Work to complete
Find and copy every line in the records that includes the string "Result".
┏━━
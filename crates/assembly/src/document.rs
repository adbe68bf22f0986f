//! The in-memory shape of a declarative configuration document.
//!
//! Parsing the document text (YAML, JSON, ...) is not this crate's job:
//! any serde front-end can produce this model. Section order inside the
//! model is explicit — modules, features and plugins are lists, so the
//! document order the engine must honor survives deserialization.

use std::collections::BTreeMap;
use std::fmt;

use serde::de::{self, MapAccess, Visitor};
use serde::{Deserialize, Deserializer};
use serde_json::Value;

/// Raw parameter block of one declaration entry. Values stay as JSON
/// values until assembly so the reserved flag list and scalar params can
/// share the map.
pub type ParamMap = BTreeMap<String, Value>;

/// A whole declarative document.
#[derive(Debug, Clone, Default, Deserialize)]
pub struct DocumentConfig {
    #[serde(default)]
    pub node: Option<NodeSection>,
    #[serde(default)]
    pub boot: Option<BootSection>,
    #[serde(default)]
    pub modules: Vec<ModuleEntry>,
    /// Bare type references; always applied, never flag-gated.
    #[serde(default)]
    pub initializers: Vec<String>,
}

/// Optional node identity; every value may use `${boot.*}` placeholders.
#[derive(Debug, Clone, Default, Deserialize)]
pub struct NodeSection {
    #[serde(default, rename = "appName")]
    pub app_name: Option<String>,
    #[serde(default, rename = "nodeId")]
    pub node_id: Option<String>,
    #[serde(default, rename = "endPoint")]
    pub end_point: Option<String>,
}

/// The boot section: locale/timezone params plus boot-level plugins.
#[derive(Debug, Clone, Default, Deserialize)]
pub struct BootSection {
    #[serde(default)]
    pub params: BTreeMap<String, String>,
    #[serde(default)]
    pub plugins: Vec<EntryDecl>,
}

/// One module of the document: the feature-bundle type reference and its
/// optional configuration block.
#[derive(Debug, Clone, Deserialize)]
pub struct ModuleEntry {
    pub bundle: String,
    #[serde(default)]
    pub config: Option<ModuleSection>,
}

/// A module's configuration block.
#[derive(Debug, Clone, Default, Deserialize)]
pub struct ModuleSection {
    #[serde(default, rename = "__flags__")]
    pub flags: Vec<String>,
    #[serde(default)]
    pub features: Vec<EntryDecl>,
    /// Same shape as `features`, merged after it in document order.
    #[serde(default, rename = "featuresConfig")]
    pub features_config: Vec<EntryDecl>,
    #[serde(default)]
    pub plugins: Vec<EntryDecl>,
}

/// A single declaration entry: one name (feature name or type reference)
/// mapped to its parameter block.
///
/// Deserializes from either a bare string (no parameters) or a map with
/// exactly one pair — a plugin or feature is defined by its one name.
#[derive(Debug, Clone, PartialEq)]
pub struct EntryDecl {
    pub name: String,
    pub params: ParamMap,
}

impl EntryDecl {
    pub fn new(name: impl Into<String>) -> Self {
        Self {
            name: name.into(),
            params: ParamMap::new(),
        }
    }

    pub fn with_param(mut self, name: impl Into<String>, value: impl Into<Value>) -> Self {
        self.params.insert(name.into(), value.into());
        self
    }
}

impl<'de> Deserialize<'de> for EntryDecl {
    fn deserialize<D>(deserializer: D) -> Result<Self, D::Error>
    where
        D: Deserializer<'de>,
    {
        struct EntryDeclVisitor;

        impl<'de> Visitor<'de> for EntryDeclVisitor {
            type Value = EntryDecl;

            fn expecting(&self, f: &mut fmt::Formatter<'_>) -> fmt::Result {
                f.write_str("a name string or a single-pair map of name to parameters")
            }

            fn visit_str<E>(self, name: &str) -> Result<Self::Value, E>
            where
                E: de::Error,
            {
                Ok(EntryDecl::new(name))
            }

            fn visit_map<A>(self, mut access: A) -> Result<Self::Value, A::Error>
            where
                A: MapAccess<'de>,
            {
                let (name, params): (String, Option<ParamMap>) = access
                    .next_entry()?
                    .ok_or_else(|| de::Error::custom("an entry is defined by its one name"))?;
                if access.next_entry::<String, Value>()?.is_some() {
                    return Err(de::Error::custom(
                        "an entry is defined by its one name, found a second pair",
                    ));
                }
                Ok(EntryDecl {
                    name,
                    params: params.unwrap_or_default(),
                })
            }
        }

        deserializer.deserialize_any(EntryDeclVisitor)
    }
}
┗━━
Task output
    fn deserialize<D>(deserializer: D) -> Result<Self, D::Error>
            fn expecting(&self, f: &mut fmt::Formatter<'_>) -> fmt::Result {
            fn visit_str<E>(self, name: &str) -> Result<Self::Value, E>
            fn visit_map<A>(self, mut access: A) -> Result<Self::Value, A::Error>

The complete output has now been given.